Comment aider le consommateur à faire la différence ?

Les pharmaciens doivent expliquer à leurs clients que les plantes achetées à l’extérieur de l’officine ne bénéficient d’aucune garantie de qualité et de composition, qu’elles ne sont pas contrôlées, qu’elles n’ont pas le statut de plantes médicinales et qu’elles ne sont donc pas des médicaments. Seules les plantes vendues en officine bénéficient d’une garantie de qualité. Si l’on prend, par exemple, des gélules d’Harpagophytum, celles qui sont vendues en officine avec une AMM ont une traçabilité, une qualité certifiée et un vrai statut de médicament. En revanche, celles qui sont vendues sous la forme de complément alimentaire n’ont pas été évaluées ni contrôlées selon des critères scientifiques requis pour un médicament. Le consommateur doit être informé de cette réalité et c’est le rôle des pharmaciens de défendre leurs produits et de dire ce qui relève de la pharmacie afin qu’il n’y ait pas de confusion sur les statuts.

Etes-vous pour le maintien des préparations à base de plantes ?
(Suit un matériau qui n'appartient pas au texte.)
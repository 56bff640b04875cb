//! goaltrack Progress
//!
//! Pure derivations over cached documents:
//! - [`aggregate`]: per-goal `{total, done, percent}` from linked todos
//! - [`minutes_by_activity`] / [`minutes_by_day`]: time-log series
//!
//! # Example
//!
//! ```rust
//! use chrono::Utc;
//! use goaltrack_model::{Goal, GoalId, Todo, TodoId};
//! use goaltrack_progress::aggregate;
//!
//! let goals = vec![Goal::new(GoalId::new("g1"), "Ship", Utc::now())];
//! let mut done = Todo::new(TodoId::new("t1"), "write", Some(GoalId::new("g1")), Utc::now());
//! done.is_done = true;
//! let open = Todo::new(TodoId::new("t2"), "test", Some(GoalId::new("g1")), Utc::now());
//!
//! let progress = aggregate(&goals, &[done, open]);
//! assert_eq!(progress[&GoalId::new("g1")].percent, 50);
//! ```

#![warn(missing_docs)]
#![warn(unreachable_pub)]

mod aggregate;
mod time;

pub use aggregate::{
    aggregate, overall, percent, progress_for, GoalProgress, OverallProgress, ProgressMap,
};
pub use time::{minutes_by_activity, minutes_by_day, total_minutes, ActivityTotal, DayTotal};
#[tokio::test]
async fn test_refresh_picks_up_other_session_edits() {
    let h = setup_client();
    h.client.refresh_all(None).await.unwrap();
    assert!(h.client.goals().is_empty());

    h.store.with_partition(&user(), |p| p.goals.push(goal("g-x", "Added on phone")));

    assert!(h.client.refresh_goals().await.unwrap());
    assert_eq!(h.client.goals()[0].title, "Added on phone");
}

#[tokio::test]
async fn test_reset_clears_cache() {
    let h = setup_client();
    h.client.add_goal("Something").await.unwrap();

    h.client.reset();

    assert!(h.client.goals().is_empty());
    assert!(!h.client.cache().goals().is_loaded());
    assert!(h.client.log_window().is_none());
}

#[tokio::test]
async fn test_failed_bulk_add_rolls_back_every_provisional_todo() {
    let h = setup_client_with(no_refresh());
    h.store.with_partition(&user(), |p| p.goals.push(goal("g-1", "Fitness")));
    h.client.refresh_all(None).await.unwrap();
    h.store
        .fail_next(StoreOp::CreateTodosBulk, StoreError::Unavailable("timeout".into()));

    let report = h
        .client
        .add_todos_bulk(&["Warm up", "Intervals", "Cool down"], Some(&GoalId::new("g-1")))
        .await
        .unwrap();

    assert!(!report.is_committed());
    assert_eq!(h.client.cache().todos().snapshot(), report.snapshot);
    assert!(h.client.todos().is_empty());
    assert!(report.progress_sync.is_none());
    assert_eq!(h.notifier.count(), 1);
    assert_eq!(h.store.calls(StoreOp::SetGoalProgress), 0);
    assert!(h.store.partition(&user()).todos.is_empty());
}

#[tokio::test]
async fn test_failed_goal_delete_restores_goal() {
    let h = setup_client_with(no_refresh());
    h.store.with_partition(&user(), |p| {
        p.goals.push(goal("g-1", "Fitness"));
        p.goals.push(goal("g-2", "Reading"));
    });
    h.client.refresh_goals().await.unwrap();
    h.store
        .fail_next(StoreOp::DeleteGoal, StoreError::PermissionDenied("rules".into()));

    let report = h.client.delete_goal(&GoalId::new("g-1")).await.unwrap();

    assert!(!report.is_committed());
    assert_eq!(h.client.goals(), report.snapshot.items());
    assert_eq!(h.client.goals().len(), 2);
    assert_eq!(h.notifier.notices()[0].action, Action::DeleteGoal);
}

#[tokio::test]
async fn test_switching_user_hides_previous_cache() {
    let h = setup_client();
    h.store.with_partition(&user(), |p| {
        p.goals.push(goal("g-a", "Private goal"));
        p.todos.push(todo("t-a", Some("g-a"), false));
    });
    h.client.refresh_all(None).await.unwrap();
    assert_eq!(h.client.goals().len(), 1);

    h.identity.sign_out();
    assert!(h.client.goals().is_empty());
    assert!(h.client.progress().is_empty());
    assert!(h.client.log_window().is_none());

    h.identity.sign_in(UserProfile::new("user-2"));
    assert!(h.client.todos().is_empty());
    let err = h.client.toggle_todo(&TodoId::new("t-a")).await.unwrap_err();
    assert!(matches!(err, SyncError::NotCached { .. }));
    assert_eq!(h.store.write_calls(), 0);
}

#[tokio::test]
async fn test_direct_user_switch_clears_cache() {
    let h = setup_client();
    h.store.with_partition(&user(), |p| p.goals.push(goal("g-a", "Private goal")));
    h.client.refresh_goals().await.unwrap();

    h.identity.sign_in(UserProfile::new("user-2"));

    assert!(h.client.goals().is_empty());
    assert!(h.client.goal_progress(&GoalId::new("g-a")).is_none());
    assert!(h.client.refresh_goals().await.unwrap());
    assert!(h.client.goals().is_empty());
}
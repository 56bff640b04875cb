//! Time-log summaries
//!
//! Shapes daily logs into per-activity and per-day series for display.

use chrono::NaiveDate;
use goaltrack_model::{ActivityId, DailyLog};
use indexmap::IndexMap;
use serde::{Deserialize, Serialize};
use std::collections::HashMap;

/// Minutes logged against one activity
#[derive(Debug, Clone, PartialEq, Eq, Serialize, Deserialize)]
pub struct ActivityTotal {
    /// Activity the minutes belong to
    pub activity_id: ActivityId,
    /// Denormalized name from the first log seen
    pub activity_name: String,
    /// Sum of logged minutes
    pub minutes: u64,
    /// Number of logs
    pub entries: usize,
}

/// Minutes logged on one calendar day
#[derive(Debug, Clone, Copy, PartialEq, Eq, Serialize, Deserialize)]
pub struct DayTotal {
    /// Calendar day
    pub date: NaiveDate,
    /// Minutes logged that day
    pub minutes: u64,
}

/// Total minutes per activity, largest first, ties broken by name
#[must_use]
pub fn minutes_by_activity(logs: &[DailyLog]) -> Vec<ActivityTotal> {
    let mut totals: IndexMap<&ActivityId, ActivityTotal> = IndexMap::new();

    for log in logs {
        let entry = totals.entry(&log.activity_id).or_insert_with(|| ActivityTotal {
            activity_id: log.activity_id.clone(),
            activity_name: log.activity_name.clone(),
            minutes: 0,
            entries: 0,
        });
        entry.minutes += u64::from(log.duration_minutes);
        entry.entries += 1;
    }

    let mut out: Vec<_> = totals.into_values().collect();
    out.sort_by(|a, b| {
        b.minutes
            .cmp(&a.minutes)
            .then_with(|| a.activity_name.cmp(&b.activity_name))
    });
    out
}

/// Minutes per day over an inclusive range, zero-filled
///
/// Logs outside the range are ignored; an inverted range yields nothing.
#[must_use]
pub fn minutes_by_day(logs: &[DailyLog], start: NaiveDate, end: NaiveDate) -> Vec<DayTotal> {
    let mut by_date: HashMap<NaiveDate, u64> = HashMap::new();
    for log in logs.iter().filter(|l| l.date >= start && l.date <= end) {
        *by_date.entry(log.date).or_default() += u64::from(log.duration_minutes);
    }

    start
        .iter_days()
        .take_while(|d| *d <= end)
        .map(|date| DayTotal {
            date,
            minutes: by_date.get(&date).copied().unwrap_or(0),
        })
        .collect()
}

/// Total minutes across logs
#[inline]
#[must_use]
pub fn total_minutes(logs: &[DailyLog]) -> u64 {
    logs.iter().map(|l| u64::from(l.duration_minutes)).sum()
}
Bien sûr, [et ce] afin de rendre le pharmacien plus acteur de santé. Il n’y a pas de soucis avec la phytothérapie et avec l’homéopathie, qui sont bien connues. L’aromathérapie, en revanche, pose problème car des huiles essentielles sont très toxiques et ne peuvent être utilisées sans contrôle. A l’Afssaps, nous ne nous intéressons qu’à l’évaluation du rapport bénéfice/risque dès lors que les informations concernant les huiles essentielles ne sont pas validées ni mises à jour. De plus, l’aromathérapie n’est pas une spécialité actuellement reconnue par le Conseil national de l’ordre des médecins. Nous avons besoin d’avoir une lisibilité sur les « huiles essentielles médicinales » utilisées et sur leurs conditions de délivrance pour pouvoir travailler au niveau du Formulaire.

Dans ce cas, comment faire évoluer ce domaine de l’aromathérapie ?

Nous souhaitons monter un groupe de travail spécifique avec tous les professionnels concernés afin d’identifier les gens et de connaître ce qu’on enseigne, car actuellement nous n’avons pas de réseau dans ce domaine. Nous sommes demandeurs de remontées du terrain. Nous sommes là pour faciliter le travail du pharmacien, mais à l’intérieur du cadre de gestion des risques. Nous ne pouvons pas avoir deux approches : l’une avec un contrôle total pour ce qui concerne les spécialités pharmaceutiques et l’autre sans aucun contrôle pour tout le reste, et notamment l’aromathérapie.

La réalisation de préparations officinales de phytothérapie, d’homéopathie et d’aromathérapie devrait-elle être corrélée à une obligation de formation ?

Pour la phytothérapie et l’homéopathie, les officinaux sont déjà formés. En ce qui concerne l’aromathérapie, nous sommes pour la formation et sommes prêts à nous y investir et à intervenir dans des DU. Nous espérions que des universitaires spécialistes des huiles essentielles répondraient à l’appel à candidatures lancé en octobre 2009 car, actuellement, nous ne savons pas quels types de formation sont dispensés par les universités. Nous ne connaissons pas les contenus des DU d’aromathérapie, ni la nature et les allégations des huiles essentielles qui y sont étudiées. Nous avons le même problème avec les formateurs en médecine – dont on ne connaît pas le niveau de formation – et avec les fournisseurs – qui ne nous communiquent pas la liste des huiles essentielles qu’ils commercialisent. Aucun travail de recensement n’a été fait. L’Ordre des pharmaciens nous a dit que ce n’était pas de son domaine de compétence. Tout est à faire.

Pourquoi semblez-vous avoir tant de mal à travailler sur ce dossier ?

L’Afssaps ne connaît pas l’ensemble des substances utilisées en officine et, de ce fait, elle ne peut pas les définir en termes de qualité et de risques. C’est plus facile de travailler sur des spécialités pharmaceutiques qui ont des principes actifs connus et validés et des normes de qualité précises que sur les plantes et les huiles essentielles dont les principes actifs sont peu connus.